* Data supplied:
-=-=-=-=-
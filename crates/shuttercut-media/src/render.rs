//! Render executor: drives one ffmpeg run end-to-end.
//!
//! Probes the source duration, compiles the overlay graph, builds the
//! ffmpeg invocation, supervises the process while translating its
//! diagnostic stream into a monotonic completion percentage, and
//! validates the output file.

use std::path::{Path, PathBuf};
use std::process::Stdio;

use tokio::io::AsyncReadExt;
use tokio::process::Command;
use tracing::{debug, info, warn};

use shuttercut_models::{EncodingConfig, JobId, Overlay};

use crate::command::FfmpegCommand;
use crate::error::{MediaError, MediaResult};
use crate::filtergraph::compile;
use crate::probe::video_duration;
use crate::progress::ProgressTracker;

/// Duration assumed when the probe fails; only affects progress
/// estimation, never correctness.
pub const DEFAULT_DURATION_SECS: f64 = 10.0;

/// Outputs below this size are treated as failed renders.
pub const MIN_OUTPUT_BYTES: u64 = 100;

/// How many characters of ffmpeg output are kept for diagnostics.
pub const LOG_TAIL_CHARS: usize = 1000;

/// Executes renders against resolved ffmpeg/ffprobe binaries.
#[derive(Debug, Clone)]
pub struct RenderExecutor {
    ffmpeg: PathBuf,
    ffprobe: PathBuf,
    encoding: EncodingConfig,
    min_output_bytes: u64,
}

impl RenderExecutor {
    /// Resolve tools from `FFMPEG_PATH`/`FFPROBE_PATH` or the PATH.
    pub fn from_env() -> MediaResult<Self> {
        let ffmpeg = match std::env::var_os("FFMPEG_PATH") {
            Some(path) => PathBuf::from(path),
            None => which::which("ffmpeg").map_err(|_| MediaError::FfmpegNotFound)?,
        };
        let ffprobe = match std::env::var_os("FFPROBE_PATH") {
            Some(path) => PathBuf::from(path),
            None => which::which("ffprobe").map_err(|_| MediaError::FfprobeNotFound)?,
        };
        Ok(Self::with_tools(ffmpeg, ffprobe))
    }

    /// Create an executor with explicit tool paths.
    pub fn with_tools(ffmpeg: impl Into<PathBuf>, ffprobe: impl Into<PathBuf>) -> Self {
        Self {
            ffmpeg: ffmpeg.into(),
            ffprobe: ffprobe.into(),
            encoding: EncodingConfig::default(),
            min_output_bytes: MIN_OUTPUT_BYTES,
        }
    }

    /// Override the encoding configuration.
    pub fn with_encoding(mut self, encoding: EncodingConfig) -> Self {
        self.encoding = encoding;
        self
    }

    /// Render `base` with `overlays` composited onto it.
    ///
    /// `assets` are the overlay asset files, addressable from overlay
    /// specs by base filename. `on_progress` receives a monotonically
    /// non-decreasing percentage; 100 is delivered exactly once, after
    /// the process has exited and the output has been validated.
    pub async fn render<F>(
        &self,
        job_id: &JobId,
        base: &Path,
        assets: &[PathBuf],
        overlays: &[Overlay],
        output: &Path,
        on_progress: F,
    ) -> MediaResult<PathBuf>
    where
        F: Fn(f64) + Send + Sync,
    {
        let duration = match video_duration(&self.ffprobe, base).await {
            Ok(secs) => secs,
            Err(e) => {
                warn!(job_id = %job_id, error = %e, "duration probe failed, assuming {DEFAULT_DURATION_SECS}s");
                DEFAULT_DURATION_SECS
            }
        };
        debug!(job_id = %job_id, duration, "probed source duration");

        let mut inputs = Vec::with_capacity(assets.len() + 1);
        inputs.push(base.to_path_buf());
        inputs.extend(assets.iter().cloned());

        let graph = compile(&inputs, overlays);

        let mut cmd = FfmpegCommand::new(output).inputs(&inputs);
        if graph.is_empty() {
            // No compositing required: direct stream copy fast path.
            cmd = cmd.stream_copy();
        } else {
            cmd = cmd
                .filter_complex(graph.to_filter_complex())
                .map(graph.map_arg())
                .map("0:a?")
                .encode_with(&self.encoding);
        }

        let args = cmd.build_args();
        info!(
            job_id = %job_id,
            stages = graph.stages.len(),
            reencode = !graph.is_empty(),
            "starting render: ffmpeg {}",
            args.join(" ")
        );

        let mut child = Command::new(&self.ffmpeg)
            .args(&args)
            .stdin(Stdio::null())
            .stdout(Stdio::null())
            .stderr(Stdio::piped())
            .spawn()?;

        let stderr = child.stderr.take().expect("stderr not captured");
        let mut tracker = ProgressTracker::new(duration);
        let mut tail = String::new();

        consume_diagnostics(stderr, &mut tail, |line| {
            if let Some(percent) = tracker.observe_line(line) {
                on_progress(percent);
            }
        })
        .await?;

        let status = child.wait().await?;
        if !status.success() {
            return Err(MediaError::ffmpeg_failed(status.code(), tail));
        }

        let size = tokio::fs::metadata(output).await.map(|m| m.len()).unwrap_or(0);
        if size < self.min_output_bytes {
            return Err(MediaError::OutputInvalid {
                path: output.to_path_buf(),
                size,
            });
        }

        on_progress(100.0);
        info!(job_id = %job_id, size, output = %output.display(), "render complete");
        Ok(output.to_path_buf())
    }
}

/// Stream the child's diagnostic output line by line.
///
/// ffmpeg terminates its periodic stats lines with `\r`, not `\n`, so
/// this splits on both. The bounded tail keeps roughly the last
/// [`LOG_TAIL_CHARS`] characters for failure diagnostics.
async fn consume_diagnostics<R, F>(mut reader: R, tail: &mut String, mut on_line: F) -> MediaResult<()>
where
    R: AsyncReadExt + Unpin,
    F: FnMut(&str),
{
    let mut buf = [0u8; 4096];
    let mut acc: Vec<u8> = Vec::new();

    loop {
        let n = reader.read(&mut buf).await?;
        if n == 0 {
            if !acc.is_empty() {
                let line = String::from_utf8_lossy(&acc).into_owned();
                push_tail(tail, &line);
                on_line(&line);
            }
            return Ok(());
        }
        for &byte in &buf[..n] {
            if byte == b'\n' || byte == b'\r' {
                if !acc.is_empty() {
                    let line = String::from_utf8_lossy(&acc).into_owned();
                    push_tail(tail, &line);
                    on_line(&line);
                    acc.clear();
                }
            } else {
                acc.push(byte);
            }
        }
    }
}

fn push_tail(tail: &mut String, line: &str) {
    tail.push_str(line);
    tail.push('\n');
    if tail.len() > LOG_TAIL_CHARS {
        let cut = tail.len() - LOG_TAIL_CHARS;
        // Find a char boundary at or after the cut point.
        let boundary = (cut..tail.len())
            .find(|i| tail.is_char_boundary(*i))
            .unwrap_or(tail.len());
        tail.drain(..boundary);
    }
}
-=-=-=-=-
* What is required: All of the entries should be written out again exactly.

* Exercise output:
filename crates/shuttercut-media/src/render.rs
//! Render executor: drives one ffmpeg run end-to-end.
//!
//! Probes the source duration, compiles the overlay graph, builds the
//! ffmpeg invocation, supervises the process while translating its
//! diagnostic stream into a monotonic completion percentage, and
//! validates the output file.

use std::path::{Path, PathBuf};
use std::process::Stdio;

use tokio::io::AsyncReadExt;
use tokio::process::Command;
use tracing::{debug, info, warn};

use shuttercut_models::{EncodingConfig, JobId, Overlay};

use crate::command::FfmpegCommand;
use crate::error::{MediaError, MediaResult};
use crate::filtergraph::compile;
use crate::probe::video_duration;
use crate::progress::ProgressTracker;

/// Duration assumed when the probe fails; only affects progress
/// estimation, never correctness.
pub const DEFAULT_DURATION_SECS: f64 = 10.0;

/// Outputs below this size are treated as failed renders.
pub const MIN_OUTPUT_BYTES: u64 = 100;

/// How many characters of ffmpeg output are kept for diagnostics.
pub const LOG_TAIL_CHARS: usize = 1000;

/// Executes renders against resolved ffmpeg/ffprobe binaries.
#[derive(Debug, Clone)]
pub struct RenderExecutor {
    ffmpeg: PathBuf,
    ffprobe: PathBuf,
    encoding: EncodingConfig,
    min_output_bytes: u64,
}

impl RenderExecutor {
    /// Resolve tools from `FFMPEG_PATH`/`FFPROBE_PATH` or the PATH.
    pub fn from_env() -> MediaResult<Self> {
        let ffmpeg = match std::env::var_os("FFMPEG_PATH") {
            Some(path) => PathBuf::from(path),
            None => which::which("ffmpeg").map_err(|_| MediaError::FfmpegNotFound)?,
        };
        let ffprobe = match std::env::var_os("FFPROBE_PATH") {
            Some(path) => PathBuf::from(path),
            None => which::which("ffprobe").map_err(|_| MediaError::FfprobeNotFound)?,
        };
        Ok(Self::with_tools(ffmpeg, ffprobe))
    }

    /// Create an executor with explicit tool paths.
    pub fn with_tools(ffmpeg: impl Into<PathBuf>, ffprobe: impl Into<PathBuf>) -> Self {
        Self {
            ffmpeg: ffmpeg.into(),
            ffprobe: ffprobe.into(),
            encoding: EncodingConfig::default(),
            min_output_bytes: MIN_OUTPUT_BYTES,
        }
    }

    /// Override the encoding configuration.
    pub fn with_encoding(mut self, encoding: EncodingConfig) -> Self {
        self.encoding = encoding;
        self
    }

    /// Render `base` with `overlays` composited onto it.
    ///
    /// `assets` are the overlay asset files, addressable from overlay
    /// specs by base filename. `on_progress` receives a monotonically
    /// non-decreasing percentage; 100 is delivered exactly once, after
    /// the process has exited and the output has been validated.
    pub async fn render<F>(
        &self,
        job_id: &JobId,
        base: &Path,
        assets: &[PathBuf],
        overlays: &[Overlay],
        output: &Path,
        on_progress: F,
    ) -> MediaResult<PathBuf>
    where
        F: Fn(f64) + Send + Sync,
    {
        let duration = match video_duration(&self.ffprobe, base).await {
            Ok(secs) => secs,
            Err(e) => {
                warn!(job_id = %job_id, error = %e, "duration probe failed, assuming {DEFAULT_DURATION_SECS}s");
                DEFAULT_DURATION_SECS
            }
        };
        debug!(job_id = %job_id, duration, "probed source duration");

        let mut inputs = Vec::with_capacity(assets.len() + 1);
        inputs.push(base.to_path_buf());
        inputs.extend(assets.iter().cloned());

        let graph = compile(&inputs, overlays);

        let mut cmd = FfmpegCommand::new(output).inputs(&inputs);
        if graph.is_empty() {
            // No compositing required: direct stream copy fast path.
            cmd = cmd.stream_copy();
        } else {
            cmd = cmd
                .filter_complex(graph.to_filter_complex())
                .map(graph.map_arg())
                .map("0:a?")
                .encode_with(&self.encoding);
        }

        let args = cmd.build_args();
        info!(
            job_id = %job_id,
            stages = graph.stages.len(),
            reencode = !graph.is_empty(),
            "starting render: ffmpeg {}",
            args.join(" ")
        );

        let mut child = Command::new(&self.ffmpeg)
            .args(&args)
            .stdin(Stdio::null())
            .stdout(Stdio::null())
            .stderr(Stdio::piped())
            .spawn()?;

        let stderr = child.stderr.take().expect("stderr not captured");
        let mut tracker = ProgressTracker::new(duration);
        let mut tail = String::new();

        consume_diagnostics(stderr, &mut tail, |line| {
            if let Some(percent) = tracker.observe_line(line) {
                on_progress(percent);
            }
        })
        .await?;

        let status = child.wait().await?;
        if !status.success() {
            return Err(MediaError::ffmpeg_failed(status.code(), tail));
        }

        let size = tokio::fs::metadata(output).await.map(|m| m.len()).unwrap_or(0);
        if size < self.min_output_bytes {
            return Err(MediaError::OutputInvalid {
                path: output.to_path_buf(),
                size,
            });
        }

        on_progress(100.0);
        info!(job_id = %job_id, size, output = %output.display(), "render complete");
        Ok(output.to_path_buf())
    }
}

/// Stream the child's diagnostic output line by line.
///
/// ffmpeg terminates its periodic stats lines with `\r`, not `\n`, so
/// this splits on both. The bounded tail keeps roughly the last
/// [`LOG_TAIL_CHARS`] characters for failure diagnostics.
async fn consume_diagnostics<R, F>(mut reader: R, tail: &mut String, mut on_line: F) -> MediaResult<()>
where
    R: AsyncReadExt + Unpin,
    F: FnMut(&str),
{
    let mut buf = [0u8; 4096];
    let mut acc: Vec<u8> = Vec::new();

    loop {
        let n = reader.read(&mut buf).await?;
        if n == 0 {
            if !acc.is_empty() {
                let line = String::from_utf8_lossy(&acc).into_owned();
                push_tail(tail, &line);
                on_line(&line);
            }
            return Ok(());
        }
        for &byte in &buf[..n] {
            if byte == b'\n' || byte == b'\r' {
                if !acc.is_empty() {
                    let line = String::from_utf8_lossy(&acc).into_owned();
                    push_tail(tail, &line);
                    on_line(&line);
                    acc.clear();
                }
            } else {
                acc.push(byte);
            }
        }
    }
}

fn push_tail(tail: &mut String, line: &str) {
    tail.push_str(line);
    tail.push('\n');
    if tail.len() > LOG_TAIL_CHARS {
        let cut = tail.len() - LOG_TAIL_CHARS;
        // Find a char boundary at or after the cut point.
        let boundary = (cut..tail.len())
            .find(|i| tail.is_char_boundary(*i))
            .unwrap_or(tail.len());
        tail.drain(..boundary);
    }
}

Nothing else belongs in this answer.